I really enjoy this challenge because it helps me see a range of inks and how they perform on paper. Having this page of swatches is really letting me better evaluate the inks I have (mostly samples) and think about the colors I might want and make choices about which inks to use in my illustrated journal at different times. As a reference card of sorts, the circle swatches have already proven really valuable and eye-opening. Seeing assorted red inks side by side, for example, really has been clarifying in terms of similarities and differences. So the process is really worthwhile — and so pretty. But it is also tedious.
It sounds simple to clean out a fountain pen, but it always seems to take a lot more time and energy than it should. Fountain pens seem to really hold onto a lot of ink in surprising ways. You’ll think you’ve got it clean and sit back down with a paper towel for a final wipe, and the ink is there again and seems to keep coming and coming and coming.
Given this, I decided mid-way to stop even partially filling converters with the daily ink sample and instead just dip the pen in the ink. It works beautifully, and surprisingly, a single dip with a regular fountain pen pulls up a lot of ink. One dip was plenty to do my circle swatches and then some. (It’s hard to believe, but it has still taken a lot of work to get these pens clear of the ink from a single dip.)
Thinking About Dip Pens
The process got me thinking about dip pens, something that many cartoonists and manga illustrators still use for inking. I started looking around to see what was available and finally clued into what a Zebra-G nib actually is. I learned about a number of other popular dip pen nibs, too, including a School Pen nib, which is similar to a Zebra-G but thinner (I believe). I looked at different sets at Amazon. I looked at different holders. I looked at different inks — although if I started trying a dip pen, I would use the fountain pen inks I already have. (That may or may not work for drawing. It may be that true dip pen ink is thicker or something different to work with the nibs.)
I’m still thinking. I watched several videos. I’ve contemplated whether I want to have to go to the trouble. I’ve debated whether it’s at all practical given the way I work (compared to others who have special rooms, spaces, desks, surfaces that might make dipping and open bottles of ink less of a risk). I’ve noticed how many more references to dip pens I’ve seen this October, the classic “seeing blue” effect. And I’ve continued doing some dip swatching with fountain pens. I’m finding that to be a really satisfying process, and I think for now I’m going to experiment a bit more with dipping just with fountain pen and see what I think.
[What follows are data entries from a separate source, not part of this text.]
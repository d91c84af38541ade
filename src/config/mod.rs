//! Application configuration module
//!
//! This module provides type-safe configuration loading from environment variables
//! using the `config` and `dotenvy` crates. Configuration is loaded with the
//! `MEMBERSHIP_MANAGER` prefix and nested values use double underscores as
//! separators.
//!
//! # Example
//!
//! ```no_run
//! use membership_manager::config::AppConfig;
//!
//! let config = AppConfig::load().expect("Failed to load configuration");
//! config.validate().expect("Invalid configuration");
//!
//! println!("Database at {}", config.database.url);
//! ```

mod database;
mod error;
mod notification;
mod payment;

pub use database::DatabaseConfig;
pub use error::{ConfigError, ValidationError};
pub use notification::NotificationConfig;
pub use payment::PaymentConfig;

use serde::Deserialize;

/// Root application configuration
///
/// Contains all configuration sections for the membership manager. Load
/// using [`AppConfig::load()`] which reads from environment variables.
#[derive(Debug, Clone, Deserialize)]
pub struct AppConfig {
    /// Database configuration (PostgreSQL connection)
    pub database: DatabaseConfig,

    /// Notification configuration (SendGrid email, Twilio SMS)
    #[serde(default)]
    pub notification: NotificationConfig,

    /// Payment gateway configuration
    #[serde(default)]
    pub payment: PaymentConfig,
}

impl AppConfig {
    /// Load configuration from environment variables
    ///
    /// This function:
    /// 1. Loads `.env` file if present (for development)
    /// 2. Reads environment variables with `MEMBERSHIP_MANAGER` prefix
    /// 3. Uses `__` (double underscore) to separate nested values
    /// 4. Deserializes into typed configuration structs
    ///
    /// # Environment Variable Format
    ///
    /// - `MEMBERSHIP_MANAGER__DATABASE__URL=...` -> `database.url = ...`
    /// - `MEMBERSHIP_MANAGER__NOTIFICATION__SEND_TIMEOUT_SECS=5` ->
    ///   `notification.send_timeout_secs = 5`
    ///
    /// # Errors
    ///
    /// Returns `ConfigError` if:
    /// - Required environment variables are missing
    /// - Values cannot be parsed into expected types
    pub fn load() -> Result<Self, ConfigError> {
        // Load .env file if present (development)
        dotenvy::dotenv().ok();

        let config = config::Config::builder()
            .add_source(
                config::Environment::default()
                    .prefix("MEMBERSHIP_MANAGER")
                    .separator("__"),
            )
            .build()?
            .try_deserialize()?;

        Ok(config)
    }

    /// Validate all configuration values
    ///
    /// # Errors
    ///
    /// Returns `ValidationError` if any configuration value is invalid.
    pub fn validate(&self) -> Result<(), ValidationError> {
        self.database.validate()?;
        self.notification.validate()?;
        self.payment.validate()?;
        Ok(())
    }
}
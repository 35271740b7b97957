//! Unified error handling and the response envelope.
//!
//! Every route handler returns `Result<Response, ApiError>`. Validation
//! failures short-circuit before any store or uploader call; collaborator
//! failures convert at the operation boundary and surface as 500 with the
//! underlying message. Nothing is retried and nothing is enriched beyond the
//! message text.

use axum::Json;
use axum::http::StatusCode;
use axum::response::{IntoResponse, Response};
use serde::Serialize;
use serde_json::json;
use thiserror::Error;

use crate::db::StoreError;
use crate::services::UploadError;

/// Standard response envelope used on every path except the bare
/// price-filter message (see [`ApiError::FilterMessage`]).
#[derive(Debug, Serialize)]
pub struct Envelope<T> {
    pub status: bool,
    pub message: String,
    #[serde(skip_serializing_if = "Option::is_none")]
    pub data: Option<T>,
}

/// Wrap response data in the success envelope.
pub fn success<T: Serialize>(data: T) -> Envelope<T> {
    Envelope {
        status: true,
        message: "Success".to_string(),
        data: Some(data),
    }
}

/// Application-level error type for the catalog API.
#[derive(Debug, Error)]
pub enum ApiError {
    /// Malformed, missing, or out-of-range input.
    #[error("{0}")]
    Validation(String),

    /// Duplicate title.
    #[error("{0}")]
    Conflict(String),

    /// No matching active record.
    #[error("{0}")]
    NotFound(String),

    /// Price-filter parse failures answer with a bare `{"message"}` body and
    /// no `status` field, a deliberately distinct lightweight path.
    #[error("{0}")]
    FilterMessage(String),

    /// Store operation failed.
    #[error("{0}")]
    Store(#[from] StoreError),

    /// Image upload failed.
    #[error("{0}")]
    Upload(#[from] UploadError),

    /// Anything else unexpected at the operation boundary.
    #[error("{0}")]
    Internal(String),
}

impl IntoResponse for ApiError {
    fn into_response(self) -> Response {
        if matches!(self, Self::Store(_) | Self::Upload(_) | Self::Internal(_)) {
            tracing::error!(error = %self, "request failed");
        }

        match self {
            Self::FilterMessage(message) => {
                (StatusCode::OK, Json(json!({ "message": message }))).into_response()
            }
            other => {
                let status = match &other {
                    Self::Validation(_) | Self::Conflict(_) => StatusCode::BAD_REQUEST,
                    Self::NotFound(_) => StatusCode::NOT_FOUND,
                    _ => StatusCode::INTERNAL_SERVER_ERROR,
                };

                let envelope = Envelope::<()> {
                    status: false,
                    message: other.to_string(),
                    data: None,
                };

                (status, Json(envelope)).into_response()
            }
        }
    }
}
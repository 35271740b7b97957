//! Product identifier type.

use core::fmt;

use serde::{Deserialize, Serialize};

/// Errors that can occur when parsing a [`ProductId`].
#[derive(thiserror::Error, Debug, Clone, PartialEq, Eq)]
pub enum ProductIdError {
    /// The input is not exactly 24 characters long.
    #[error("product id must be exactly 24 characters")]
    InvalidLength,
    /// The input contains a non-hexadecimal character.
    #[error("product id must contain only hexadecimal characters")]
    InvalidCharacter,
}

/// A product identifier.
///
/// Identifiers are assigned by the persistence store at creation and are
/// opaque to clients. The canonical form is 24 lowercase hexadecimal
/// characters; `parse` accepts mixed case and normalizes.
///
/// ## Examples
///
/// ```
/// use kirana_core::ProductId;
///
/// assert!(ProductId::parse("64f0aa11bb22cc33dd44ee55").is_ok());
///
/// assert!(ProductId::parse("").is_err());              // empty
/// assert!(ProductId::parse("not-an-id").is_err());     // too short
/// assert!(ProductId::parse("zzf0aa11bb22cc33dd44ee55").is_err()); // not hex
/// ```
#[derive(Debug, Clone, Serialize, Deserialize, PartialEq, Eq, Hash)]
#[serde(transparent)]
pub struct ProductId(String);

impl ProductId {
    /// Length of an identifier in hexadecimal characters.
    pub const LENGTH: usize = 24;

    /// Parse a `ProductId` from a string.
    ///
    /// # Errors
    ///
    /// Returns an error if the input is not exactly 24 hexadecimal
    /// characters.
    pub fn parse(s: &str) -> Result<Self, ProductIdError> {
        if s.len() != Self::LENGTH {
            return Err(ProductIdError::InvalidLength);
        }

        if !s.chars().all(|c| c.is_ascii_hexdigit()) {
            return Err(ProductIdError::InvalidCharacter);
        }

        Ok(Self(s.to_ascii_lowercase()))
    }

    /// Returns the identifier as a string slice.
    #[must_use]
    pub fn as_str(&self) -> &str {
        &self.0
    }

    /// Consumes the `ProductId` and returns its inner string.
    #[must_use]
    pub fn into_inner(self) -> String {
        self.0
    }
}

impl fmt::Display for ProductId {
    fn fmt(&self, f: &mut fmt::Formatter<'_>) -> fmt::Result {
        f.write_str(&self.0)
    }
}
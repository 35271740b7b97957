//! Catalog configuration loaded from environment variables.
//!
//! # Environment Variables
//!
//! ## Required
//! - `KIRANA_MONGODB_URI` - MongoDB connection string (falls back to `MONGODB_URI`)
//! - `STORAGE_ENDPOINT` - Object storage endpoint URL
//! - `STORAGE_BUCKET` - Object storage bucket name
//! - `STORAGE_ACCESS_TOKEN` - Object storage bearer token (high entropy)
//!
//! ## Optional
//! - `KIRANA_DATABASE_NAME` - Database name (default: kirana)
//! - `KIRANA_HOST` - Bind address (default: 127.0.0.1)
//! - `KIRANA_PORT` - Listen port (default: 3000)
//! - `STORAGE_PUBLIC_BASE_URL` - Public URL prefix for uploaded objects
//!   (default: `{STORAGE_ENDPOINT}/{STORAGE_BUCKET}`)

use std::collections::HashMap;
use std::net::{IpAddr, SocketAddr};

use secrecy::{ExposeSecret, SecretString};
use thiserror::Error;
use url::Url;

const MIN_ENTROPY_BITS_PER_CHAR: f64 = 3.0;

/// Blocklist of common placeholder patterns (case-insensitive)
const PLACEHOLDER_PATTERNS: &[&str] = &[
    "your-",
    "changeme",
    "replace",
    "placeholder",
    "example",
    "secret",
    "xxx",
    "insert",
];

/// Configuration errors that can occur during loading.
#[derive(Debug, Error)]
pub enum ConfigError {
    #[error("Missing environment variable: {0}")]
    MissingEnvVar(String),
    #[error("Invalid environment variable {0}: {1}")]
    InvalidEnvVar(String, String),
    #[error("Insecure secret in {0}: {1}")]
    InsecureSecret(String, String),
}

/// Catalog application configuration.
#[derive(Debug, Clone)]
pub struct CatalogConfig {
    /// MongoDB connection URI (may contain credentials)
    pub database_url: SecretString,
    /// Database name holding the products collection
    pub database_name: String,
    /// IP address to bind the server to
    pub host: IpAddr,
    /// Port to listen on
    pub port: u16,
    /// Object storage configuration for product images
    pub storage: StorageConfig,
}

/// Object storage configuration.
///
/// Implements `Debug` manually to redact the access token.
#[derive(Clone)]
pub struct StorageConfig {
    /// Storage endpoint URL (e.g. `https://storage.example.net`)
    pub endpoint: Url,
    /// Bucket name for product images
    pub bucket: String,
    /// Bearer token for authenticated uploads
    pub access_token: SecretString,
    /// Public URL prefix under which uploaded objects are reachable
    pub public_base_url: String,
}

impl std::fmt::Debug for StorageConfig {
    fn fmt(&self, f: &mut std::fmt::Formatter<'_>) -> std::fmt::Result {
        f.debug_struct("StorageConfig")
            .field("endpoint", &self.endpoint.as_str())
            .field("bucket", &self.bucket)
            .field("access_token", &"[REDACTED]")
            .field("public_base_url", &self.public_base_url)
            .finish()
    }
}

impl CatalogConfig {
    /// Load configuration from environment variables.
    ///
    /// Calls `dotenvy::dotenv()` to load from `.env` file if present.
    ///
    /// # Errors
    ///
    /// Returns `ConfigError` if required variables are missing, invalid, or
    /// if the storage token fails validation (placeholder detection, entropy
    /// check).
    pub fn from_env() -> Result<Self, ConfigError> {
        // Load .env file if present (ignore errors if not found)
        let _ = dotenvy::dotenv();

        let database_url = get_database_url("KIRANA_MONGODB_URI")?;
        let database_name = get_env_or_default("KIRANA_DATABASE_NAME", "kirana");
        let host = get_env_or_default("KIRANA_HOST", "127.0.0.1")
            .parse::<IpAddr>()
            .map_err(|e| ConfigError::InvalidEnvVar("KIRANA_HOST".to_string(), e.to_string()))?;
        let port = get_env_or_default("KIRANA_PORT", "3000")
            .parse::<u16>()
            .map_err(|e| ConfigError::InvalidEnvVar("KIRANA_PORT".to_string(), e.to_string()))?;

        let storage = StorageConfig::from_env()?;

        Ok(Self {
            database_url,
            database_name,
            host,
            port,
            storage,
        })
    }

    /// Returns the socket address for binding the server.
    #[must_use]
    pub const fn socket_addr(&self) -> SocketAddr {
        SocketAddr::new(self.host, self.port)
    }
}

impl StorageConfig {
    fn from_env() -> Result<Self, ConfigError> {
        let raw_endpoint = get_required_env("STORAGE_ENDPOINT")?;
        let endpoint = Url::parse(&raw_endpoint).map_err(|e| {
            ConfigError::InvalidEnvVar("STORAGE_ENDPOINT".to_string(), e.to_string())
        })?;
        let bucket = get_required_env("STORAGE_BUCKET")?;
        let access_token = get_validated_secret("STORAGE_ACCESS_TOKEN")?;
        let public_base_url = get_optional_env("STORAGE_PUBLIC_BASE_URL").unwrap_or_else(|| {
            format!("{}/{bucket}", raw_endpoint.trim_end_matches('/'))
        });

        Ok(Self {
            endpoint,
            bucket,
            access_token,
            public_base_url,
        })
    }
}

// =============================================================================
// Helper Functions
// =============================================================================

/// Get a required environment variable.
fn get_required_env(key: &str) -> Result<String, ConfigError> {
    std::env::var(key).map_err(|_| ConfigError::MissingEnvVar(key.to_string()))
}

/// Get the MongoDB URI with fallback to the generic `MONGODB_URI`.
fn get_database_url(primary_key: &str) -> Result<SecretString, ConfigError> {
    if let Ok(value) = std::env::var(primary_key) {
        return Ok(SecretString::from(value));
    }
    if let Ok(value) = std::env::var("MONGODB_URI") {
        return Ok(SecretString::from(value));
    }
    Err(ConfigError::MissingEnvVar(primary_key.to_string()))
}

/// Get an optional environment variable.
fn get_optional_env(key: &str) -> Option<String> {
    std::env::var(key).ok()
}

/// Get an environment variable with a default value.
fn get_env_or_default(key: &str, default: &str) -> String {
    std::env::var(key).unwrap_or_else(|_| default.to_string())
}

/// Calculate Shannon entropy in bits per character.
fn shannon_entropy(s: &str) -> f64 {
    if s.is_empty() {
        return 0.0;
    }

    let mut freq: HashMap<char, usize> = HashMap::new();
    for c in s.chars() {
        *freq.entry(c).or_insert(0) += 1;
    }

    #[allow(clippy::cast_precision_loss)] // String length will never exceed f64 precision
    let len = s.len() as f64;
    freq.values()
        .map(|&count| {
            #[allow(clippy::cast_precision_loss)] // Character count will never exceed f64 precision
            let p = count as f64 / len;
            -p * p.log2()
        })
        .sum()
}

/// Validate that a secret is not a placeholder and has sufficient entropy.
fn validate_secret_strength(secret: &str, var_name: &str) -> Result<(), ConfigError> {
    let lower = secret.to_lowercase();

    for pattern in PLACEHOLDER_PATTERNS {
        if lower.contains(pattern) {
            return Err(ConfigError::InsecureSecret(
                var_name.to_string(),
                format!("appears to be a placeholder (contains '{pattern}')"),
            ));
        }
    }

    let entropy = shannon_entropy(secret);
    if entropy < MIN_ENTROPY_BITS_PER_CHAR {
        return Err(ConfigError::InsecureSecret(
            var_name.to_string(),
            format!(
                "entropy too low ({entropy:.2} bits/char, need >= {MIN_ENTROPY_BITS_PER_CHAR:.1}). Use a randomly generated token."
            ),
        ));
    }

    Ok(())
}

/// Load and validate a secret from environment.
fn get_validated_secret(key: &str) -> Result<SecretString, ConfigError> {
    let value = get_required_env(key)?;
    validate_secret_strength(&value, key)?;
    Ok(SecretString::from(value))
}
//! HTTP route handlers for the catalog API.
//!
//! # Route Structure
//!
//! ```text
//! POST   /products             - Create a product (multipart: fields + one image)
//! GET    /products             - List products with optional filters
//! GET    /products/{productId} - Fetch one active product
//! PUT    /products/{productId} - Partially update a product (multipart)
//! DELETE /products/{productId} - Soft-delete a product
//! ```
//!
//! Every response uses the `{status, message, data?}` envelope, except the
//! price-filter parse failures which answer a bare `{message}` body.

pub mod products;

use axum::Router;
use axum::routing::get;

use crate::state::AppState;

/// Create the product routes router.
pub fn product_routes() -> Router<AppState> {
    Router::new()
        .route("/", get(products::list).post(products::create))
        .route(
            "/{productId}",
            get(products::get_by_id)
                .put(products::update)
                .delete(products::remove),
        )
}

/// Create all routes for the catalog API.
pub fn routes() -> Router<AppState> {
    Router::new().nest("/products", product_routes())
}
Always something new. I’ve included a few links below for anyone curious about dip pens.
Note: Having hit on the thought above about whether or not fountain pen inks will work, I stopped and did some quick research. My hunch is correct. Fountain pen inks may not work in dip pens. Some might, but most are likely either too thin or too wet. That changes everything! Last night, I dipped one of my Lamy EF nibs in a black, the first black ink dip I’ve done. And it was wonderful. I’m just going to move forward with using my samples in dip format. I think that’s a really good decision and good approach! I’ve got a lot of samples, and deciding to just “dip” them will let me move more easily between inks and maybe even just let whatever blending happens happen. This is a good decision and aha moment!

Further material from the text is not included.